Chess and Engine Programming
Programming a Chess Engine
Intro
“The first step for making a chess engine believe it or not, is writing the actual game of chess.” - Me
I learnt this lesson pretty quick. My pedantic OCD coding process didn’t help either. But writing chess the game so far has been much harder than I thought it would be, but has also been very rewarding. Thus, this post is split into two: programming the game and complying with the rules set by the FIDE and then eventually writing the actual engine to play against.
If you’re asking why I didn’t use a prebuilt chess GUI its because of my limited Object-Oriented programming experience. And Chess is for sure a great way to practise this with its board and piece hierarchies. But also because Dear Imgui and others in Visual Studio scares me to my core, so here I am.

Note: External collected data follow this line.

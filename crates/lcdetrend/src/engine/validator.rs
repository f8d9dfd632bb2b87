//! Input and parameter validation.
//!
//! ## Purpose
//!
//! Every public entry point checks its light curve and configuration here
//! before any work starts, so failures name the offending index or value.
//!
//! ## Design notes
//!
//! * **Fail-fast**: Validation stops at the first violation.
//! * **Ordering**: Cheap length checks run before per-sample scans.
//!
//! ## Non-goals
//!
//! * This module does not sort, clean or repair inputs.

// External dependencies
use num_traits::Float;

// Internal dependencies
use crate::primitives::errors::DetrendError;

/// Validation helpers shared by the detrenders and the pipeline.
pub struct Validator;

impl Validator {
    // ========================================================================
    // Input Validation
    // ========================================================================

    /// Validate a `(time, flux)` pair: non-empty, equal lengths, finite,
    /// non-decreasing time.
    pub fn validate_light_curve<T: Float>(time: &[T], flux: &[T]) -> Result<(), DetrendError> {
        if time.is_empty() || flux.is_empty() {
            return Err(DetrendError::EmptyInput);
        }

        let n = time.len();
        if n != flux.len() {
            return Err(DetrendError::MismatchedInputs {
                x_len: n,
                y_len: flux.len(),
            });
        }

        for i in 0..n {
            if !time[i].is_finite() {
                return Err(DetrendError::InvalidNumericValue(format!(
                    "time[{}]={}",
                    i,
                    time[i].to_f64().unwrap_or(f64::NAN)
                )));
            }
            if !flux[i].is_finite() {
                return Err(DetrendError::InvalidNumericValue(format!(
                    "flux[{}]={}",
                    i,
                    flux[i].to_f64().unwrap_or(f64::NAN)
                )));
            }
            if i > 0 && time[i] < time[i - 1] {
                return Err(DetrendError::UnsortedTime { index: i });
            }
        }

        Ok(())
    }

    /// Require at least `min` samples.
    pub fn validate_min_points(n: usize, min: usize) -> Result<(), DetrendError> {
        if n < min {
            return Err(DetrendError::TooFewPoints { got: n, min });
        }
        Ok(())
    }

    // ========================================================================
    // Parameter Validation
    // ========================================================================

    /// Smoothing fraction must lie in (0, 1].
    pub fn validate_fraction<T: Float>(fraction: T) -> Result<(), DetrendError> {
        if !fraction.is_finite() || fraction <= T::zero() || fraction > T::one() {
            return Err(DetrendError::InvalidFraction(fraction.to_f64().unwrap_or(f64::NAN)));
        }
        Ok(())
    }

    /// At most 1000 robustness iterations; zero means a single plain fit.
    pub fn validate_iterations(iterations: usize) -> Result<(), DetrendError> {
        const MAX_ITERATIONS: usize = 1000;
        if iterations > MAX_ITERATIONS {
            return Err(DetrendError::InvalidIterations(iterations));
        }
        Ok(())
    }

    pub fn validate_delta<T: Float>(delta: T) -> Result<(), DetrendError> {
        if !delta.is_finite() || delta < T::zero() {
            return Err(DetrendError::InvalidDelta(delta.to_f64().unwrap_or(f64::NAN)));
        }
        Ok(())
    }

    pub fn validate_tolerance<T: Float>(tol: T) -> Result<(), DetrendError> {
        if !tol.is_finite() || tol <= T::zero() {
            return Err(DetrendError::InvalidTolerance(tol.to_f64().unwrap_or(f64::NAN)));
        }
        Ok(())
    }

    pub fn validate_gap_threshold<T: Float>(gap: T) -> Result<(), DetrendError> {
        if !gap.is_finite() || gap <= T::zero() {
            return Err(DetrendError::InvalidGapThreshold(gap.to_f64().unwrap_or(f64::NAN)));
        }
        Ok(())
    }

    /// A local line needs at least two points.
    pub fn validate_window_points(points: usize) -> Result<(), DetrendError> {
        if points < 2 {
            return Err(DetrendError::InvalidWindowPoints(points));
        }
        Ok(())
    }

    /// Surface a parameter that was set twice on a builder.
    pub fn validate_no_duplicates(duplicate_param: Option<&'static str>) -> Result<(), DetrendError> {
        if let Some(parameter) = duplicate_param {
            return Err(DetrendError::DuplicateParameter { parameter });
        }
        Ok(())
    }
}
//! Layer 2: Math
//!
//! # Purpose
//!
//! This layer provides pure mathematical functions used throughout the crate:
//! - Kernel functions for distance-based weighting
//! - Robust statistics (median, MAD/MAR, cadence)
//! - Quadratic interpolation for filling masked samples
//!
//! These are reusable mathematical building blocks with no algorithm-specific logic.
//!
//! # Architecture
//!
//! ```text
//! Layer 8: Pipeline
//!   ↓
//! Layer 7: API
//!   ↓
//! Layer 6: Adapters
//!   ↓
//! Layer 5: Engine
//!   ↓
//! Layer 4: Evaluation
//!   ↓
//! Layer 3: Algorithms
//!   ↓
//! Layer 2: Math ← You are here
//!   ↓
//! Layer 1: Primitives
//! ```

/// Kernel (weight) functions for distance-based weighting.
pub mod kernel;

/// Robust location and scale estimation.
pub mod scaling;

/// Piecewise quadratic interpolation.
pub mod interpolate;
//! Tests for the multi-target survey runner.
//!
//! ## Test Organization
//!
//! 1. **Inputs** - Slices, vectors and ndarray columns
//! 2. **Sources** - In-memory, multi-sector and closure-backed targets
//! 3. **Failure Isolation** - Missing and failing targets
//! 4. **Outputs** - Ordering, period table and matrix

use approx::assert_abs_diff_eq;
use lcdetrend::prelude::*;
use lcsurvey::prelude::*;
use ndarray::{Array1, s};
use rand::SeedableRng;
use rand::rngs::StdRng;
use rand_distr::{Distribution, Normal};

const PLANET: BoxTransit = BoxTransit {
    period: 3.7,
    epoch: 1326.3,
    duration: 0.12,
    depth: 0.005,
};

/// 27 days of two-minute-like photometry with `PLANET` injected.
fn planet_light_curve(id: &str, seed: u64) -> LightCurve {
    let time: Vec<f64> = (0..1350).map(|i| 1325.0 + i as f64 * 0.02).collect();
    let mut rng = StdRng::seed_from_u64(seed);
    let noise = Normal::new(0.0, 5e-4).unwrap();
    let base: Vec<f64> = time.iter().map(|_| 1.0 + noise.sample(&mut rng)).collect();
    let flux = PLANET.inject(&time, &base).unwrap();
    LightCurve::new(id, 1, time, flux).unwrap()
}

/// Too short for the two-minute smoothing window.
fn short_light_curve(id: &str) -> LightCurve {
    let time: Vec<f64> = (0..100).map(|i| 1325.0 + i as f64 * 0.02).collect();
    LightCurve::new(id, 1, time, vec![1.0; 100]).unwrap()
}

fn quick_config() -> SearchConfig {
    SearchConfig {
        systematics: SystematicsSource::None,
        rotation_grid: None,
        bls: BlsConfig {
            durations: vec![0.08, 0.12, 0.16],
            frequency_factor: 3.0,
            ..BlsConfig::default()
        },
        ..SearchConfig::default()
    }
}

fn loader(id: &str) -> Result<LightCurve, SourceError> {
    match id {
        "missing" => Err(SourceError::Unavailable(format!("no data for {id}"))),
        "broken" => Err(SourceError::Other("corrupt file".to_string())),
        "short" => Ok(short_light_curve(id)),
        "a" => Ok(planet_light_curve(id, 1)),
        "b" => Ok(planet_light_curve(id, 2)),
        _ => Ok(planet_light_curve(id, 3)),
    }
}

// ============================================================================
// Input Tests
// ============================================================================

/// Slices, vectors and contiguous arrays all build light curves.
#[test]
fn test_inputs_build_light_curves() {
    let time = vec![0.0, 1.0, 2.0];
    let flux = Array1::from(vec![1.0, 1.1, 0.9]);
    let err = [0.01, 0.01, 0.01];

    let lc = light_curve_from("x", 4, &time, &flux).unwrap();
    assert_eq!(lc.sector, 4);
    assert_eq!(lc.flux, vec![1.0, 1.1, 0.9]);

    let lc = light_curve_with_errors("x", 4, time.as_slice(), &flux, &err[..]).unwrap();
    assert_eq!(lc.flux_err, Some(vec![0.01; 3]));
}

/// Strided views are rejected rather than copied.
#[test]
fn test_non_contiguous_input_rejected() {
    let full = Array1::from(vec![0.0, 0.5, 1.0, 1.5, 2.0, 2.5]);
    let strided = full.slice(s![..;2]);
    let flux = vec![1.0; 3];

    let err = light_curve_from("x", 1, &strided, &flux).unwrap_err();
    assert!(matches!(err, SurveyError::InvalidInput(_)));
}

/// Mismatched columns surface as search errors.
#[test]
fn test_input_length_mismatch() {
    let err = light_curve_from("x", 1, &vec![0.0, 1.0], &vec![1.0]).unwrap_err();
    assert_eq!(
        err,
        SurveyError::Search(DetrendError::MismatchedInputs { x_len: 2, y_len: 1 })
    );
}

// ============================================================================
// Source Tests
// ============================================================================

/// Sources report their ids and load on demand.
#[test]
fn test_sources_load() {
    let lc = short_light_curve("mem");
    assert_eq!(lc.id(), "mem");
    assert_eq!(lc.load_sectors().unwrap().len(), 1);

    let sectors = vec![short_light_curve("multi"), short_light_curve("multi")];
    assert_eq!(sectors.id(), "multi");
    assert_eq!(sectors.load_sectors().unwrap().len(), 2);

    let none: Vec<LightCurve> = Vec::new();
    assert!(matches!(none.load_sectors(), Err(SourceError::Unavailable(_))));

    let sources = from_fn(&["a", "missing"], loader);
    assert_eq!(sources[0].id(), "a");
    assert!(sources[0].load().is_ok());
    assert!(sources[1].load().is_err());
}

// ============================================================================
// Failure Isolation Tests
// ============================================================================

/// Failing targets are recorded while the others complete.
#[test]
fn test_failures_are_isolated() {
    let sources = from_fn(&["a", "missing", "b", "short", "broken"], loader);
    let outcome = Survey::new(quick_config()).run(&sources);

    assert_eq!(outcome.len(), 5);
    let ok: Vec<&str> = outcome.reports.iter().map(|r| r.target_id.as_str()).collect();
    assert_eq!(ok, vec!["a", "b"]);

    let failed: Vec<(&str, FailureKind)> = outcome
        .failures
        .iter()
        .map(|f| (f.target_id.as_str(), f.kind))
        .collect();
    assert_eq!(
        failed,
        vec![
            ("missing", FailureKind::Unavailable),
            ("short", FailureKind::Search),
            ("broken", FailureKind::Source),
        ]
    );
    assert!(outcome.failures[0].message.contains("no data for missing"));
}

/// A single target can be processed directly.
#[test]
fn test_process_single_target() {
    let survey = Survey::new(quick_config());
    let report = survey.process(&planet_light_curve("solo", 9)).unwrap();
    assert_abs_diff_eq!(report.best.period, PLANET.period, epsilon = 0.03);

    let err = survey.process(&short_light_curve("tiny")).unwrap_err();
    assert!(matches!(
        err,
        SurveyError::Search(DetrendError::NoSegmentsRetained { .. })
    ));
}

// ============================================================================
// Output Tests
// ============================================================================

/// Parallel and serial runs agree and keep input order.
#[test]
fn test_parallel_matches_serial() {
    let targets = vec![
        planet_light_curve("t1", 21),
        planet_light_curve("t2", 22),
        planet_light_curve("t3", 23),
    ];

    let serial = Survey::new(quick_config()).parallel(false).run(&targets);
    let parallel = Survey::new(quick_config()).parallel(true).run(&targets);

    assert!(serial.failures.is_empty());
    assert_eq!(serial.period_table(), parallel.period_table());
    let ids: Vec<String> = parallel.period_table().into_iter().map(|r| r.target_id).collect();
    assert_eq!(ids, vec!["t1", "t2", "t3"]);
}

/// The period matrix mirrors the table with NaN for missing values.
#[test]
fn test_period_matrix() {
    let targets = vec![planet_light_curve("m1", 31), planet_light_curve("m2", 32)];
    let outcome = Survey::new(quick_config()).run(&targets);
    let table = outcome.period_table();
    let matrix = outcome.period_matrix();

    assert_eq!(matrix.dim(), (2, PERIOD_MATRIX_COLUMNS));
    for (i, row) in table.iter().enumerate() {
        assert_eq!(matrix[[i, 0]], 1.0);
        assert_eq!(matrix[[i, 1]], row.max_power);
        assert_eq!(matrix[[i, 2]], row.period);
        assert_eq!(matrix[[i, 3]], row.epoch);
        assert!(matrix[[i, 6]].is_nan());
        assert_abs_diff_eq!(row.period, PLANET.period, epsilon = 0.03);
    }
}

/// An empty survey yields an empty outcome.
#[test]
fn test_empty_survey() {
    let targets: Vec<LightCurve> = Vec::new();
    let outcome = Survey::new(quick_config()).run(&targets);
    assert!(outcome.is_empty());
    assert_eq!(outcome.period_matrix().dim(), (0, PERIOD_MATRIX_COLUMNS));
}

The provided code is abstract or short to avoid making this a bit overloaded, if you’d like to see the full code it is available here: Full Code
Goals
The goal for this post is to document my progress, the progress may be large jumps it may be smaller all depending on my capacity for writing as opposed to programming. If I feel like programming and am in a good flow state I will continue programming and probably skip a lot of steps. You’ve been warned. This isn’t necessarily a tutorial but is hopefully still insightful.
I’ll put the rest of my goals in a more formal list for readability below:
- Document progress
- Discuss methods and techniques and why I used them
- Develop a functioning chess game with mouse movement and clicks
- Develop a competent AI to play against
- Develop a welcome screen to select black/white for the player and perhaps a welcome message
- Have fun and be creative
Step 1: Writing the Game of Chess
Tools
To develop my C and OOP experience I chose to write this in C++. For the GUI and window handling I chose SFML because of its ease of use.
One command and you can create windows and draw to them (you’ll need some code too actually), but its a welcome change from other more complex C++ GUIs I’ve tried and haven’t been able to setup for reasons we shall not be discussing.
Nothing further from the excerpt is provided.